Page MenuHomePhabricator

PPPoE "Terminating on signal 15"
Closed, InvalidPublicBUG

Description

Firstly thanks for VyOS, I remember using Vyatta back in University and am glad I can use VyOS at home now

I have eth0 with pppoe setup to connect to my DSL service

On VyOS 1.18 this has been working great, but I'm in the process of upgrading the hardware (to 64 bit AMD) and with the latest 1.2.0 rolling release 1.2.0-rolling+201907210337 the PPPoE connection drops after a few minutes

Here's typical output from show interfaces pppoe pppoe5 log

Script /etc/ppp/ip-pre-up finished (pid 4226), status = 0x0
local  IP address <IPV4 REDACTED>
remote IP address <IPV4 REDACTED>
primary   DNS address <IPV4 REDACTED>
secondary DNS address <IPV4 REDACTED>
Script /etc/ppp/ip-up started (pid 4266)
Script /etc/ppp/ip-up finished (pid 4266), status = 0x0
nect command
Terminating on signal 15
Connect time 6.5 minutes.
Sent 6185000 bytes, received 20974007 bytes.
Script /etc/ppp/ip-down started (pid 4860)
sent [LCP TermReq id=0x2 "User request"]
rcvd [LCP TermAck id=0x2]
Connection terminated.
Waiting for 1 child processes...
  script /etc/ppp/ip-down, pid 4860
Script /etc/ppp/ip-down finished (pid 4860), status = 0x0
t command
Send PPPOE Discovery V1T1 PADI session 0x0 length 12
 dst ff:ff:ff:ff:ff:ff  src 00:0d:b9:44:5a:7c

Once I get that Terminating on signal 15 other commands fail

$ show pppoe-server interfaces
Connection to "localhost:2001" failed

What is the service that should be listening on localhost:2001 ?

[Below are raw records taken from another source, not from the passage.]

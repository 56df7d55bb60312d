//! Local directory backend.
//!
//! Handles plain-path and `file://` sources by copying the source tree into
//! staging. Relative sources resolve against the repository root, matching
//! the sibling-checkout layout README manifests commonly point at
//! (`../libs/common`).

use std::fs;
use std::io;
use std::path::{Path, PathBuf};

use anyhow::anyhow;

use crate::fetch::{Backend, FetchError, FetchRequest};
use crate::workspace::marker::MARKER_FILE;

/// Top-level entries never copied from a source tree.
const SKIP_TOP_LEVEL: &[&str] = &[".git", MARKER_FILE];

/// Copies local directories.
#[derive(Debug, Default)]
pub struct FsBackend;

impl FsBackend {
    pub fn new() -> Self {
        Self
    }

    fn source_path(request: &FetchRequest<'_>) -> PathBuf {
        let raw = request.source.strip_prefix("file://").unwrap_or(request.source);
        let path = Path::new(raw);
        if path.is_absolute() {
            path.to_path_buf()
        } else {
            request.base.join(path)
        }
    }
}

impl Backend for FsBackend {
    fn name(&self) -> &'static str {
        "filesystem"
    }

    fn fetch(&self, request: &FetchRequest<'_>) -> Result<(), FetchError> {
        let source = Self::source_path(request);
        if !source.is_dir() {
            return Err(FetchError::Other(anyhow!(
                "source directory not found: {}",
                source.display()
            )));
        }
        copy_dir(&source, request.dest, SKIP_TOP_LEVEL)?;
        Ok(())
    }
}

/// Recursively copy a directory tree, skipping `skip` entries at the top
/// level. Symlinks are not followed.
pub(crate) fn copy_dir(src: &Path, dst: &Path, skip: &[&str]) -> io::Result<()> {
    fs::create_dir_all(dst)?;
    for entry in fs::read_dir(src)? {
        let entry = entry?;
        let name = entry.file_name();
        if skip.iter().any(|s| name.to_str() == Some(*s)) {
            continue;
        }

        let file_type = entry.file_type()?;
        let to = dst.join(&name);
        if file_type.is_dir() {
            copy_dir(&entry.path(), &to, &[])?;
        } else if file_type.is_file() {
            fs::copy(entry.path(), &to)?;
        }
        // symlinks are dropped; a vendored tree must be self-contained
    }
    Ok(())
}

#[cfg(test)]
mod tests {
    use super::*;
    use std::time::Duration;
    use tempfile::TempDir;

    fn request<'a>(
        source: &'a str,
        dest: &'a Path,
        base: &'a Path,
    ) -> FetchRequest<'a> {
        FetchRequest {
            source,
            version: None,
            dest,
            base,
            timeout: Duration::from_secs(5),
        }
    }

    #[test]
    fn copies_tree_into_staging() {
        let temp = TempDir::new().unwrap();
        let source = temp.path().join("source");
        fs::create_dir_all(source.join("sub")).unwrap();
        fs::write(source.join("a.txt"), "a").unwrap();
        fs::write(source.join("sub/b.txt"), "b").unwrap();

        let dest = temp.path().join("staging");
        fs::create_dir(&dest).unwrap();

        FsBackend::new()
            .fetch(&request(source.to_str().unwrap(), &dest, temp.path()))
            .unwrap();

        assert_eq!(fs::read_to_string(dest.join("a.txt")).unwrap(), "a");
        assert_eq!(fs::read_to_string(dest.join("sub/b.txt")).unwrap(), "b");
    }

    #[test]
    fn relative_source_resolves_against_base() {
        let temp = TempDir::new().unwrap();
        fs::create_dir_all(temp.path().join("libs/common")).unwrap();
        fs::write(temp.path().join("libs/common/x"), "x").unwrap();

        let dest = temp.path().join("staging");
        fs::create_dir(&dest).unwrap();

        FsBackend::new()
            .fetch(&request("libs/common", &dest, temp.path()))
            .unwrap();

        assert!(dest.join("x").exists());
    }

    #[test]
    fn file_url_prefix_is_stripped() {
        let temp = TempDir::new().unwrap();
        let source = temp.path().join("source");
        fs::create_dir(&source).unwrap();
        fs::write(source.join("x"), "x").unwrap();

        let dest = temp.path().join("staging");
        fs::create_dir(&dest).unwrap();

        let url = format!("file://{}", source.display());
        FsBackend::new()
            .fetch(&request(&url, &dest, temp.path()))
            .unwrap();

        assert!(dest.join("x").exists());
    }

    #[test]
    fn missing_source_is_an_error() {
        let temp = TempDir::new().unwrap();
        let dest = temp.path().join("staging");
        fs::create_dir(&dest).unwrap();

        let err = FsBackend::new()
            .fetch(&request("does/not/exist", &dest, temp.path()))
            .unwrap_err();
        assert!(err.to_string().contains("not found"));
    }

    #[test]
    fn git_dir_and_marker_are_not_copied() {
        let temp = TempDir::new().unwrap();
        let source = temp.path().join("source");
        fs::create_dir_all(source.join(".git")).unwrap();
        fs::write(source.join(".git/HEAD"), "ref").unwrap();
        fs::write(source.join(MARKER_FILE), "v0.0").unwrap();
        fs::write(source.join("keep"), "k").unwrap();

        let dest = temp.path().join("staging");
        fs::create_dir(&dest).unwrap();

        FsBackend::new()
            .fetch(&request(source.to_str().unwrap(), &dest, temp.path()))
            .unwrap();

        assert!(dest.join("keep").exists());
        assert!(!dest.join(".git").exists());
        assert!(!dest.join(MARKER_FILE).exists());
    }
}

I can take the interface down and bring it back up again but will only get around 5 minutes of connectivity before another Terminating on signal 15

$ disconnect interface pppoe5
Bringing interface pppoe5 down...
$ connect interface pppoe5
Bringing interface pppoe5 up...

Happy to provide any additional details to help debug this issue

Details

Difficulty level
Unknown (require assessment)
Version
1.2.0
Why the issue appeared?
Will be filled on close

Event Timeline

mustard created this task.Jul 21 2019, 2:17 PM
hagbard added a subscriber: hagbard.EditedJul 21 2019, 3:37 PM

Hi @mustard ,

your are confused with client and server commands.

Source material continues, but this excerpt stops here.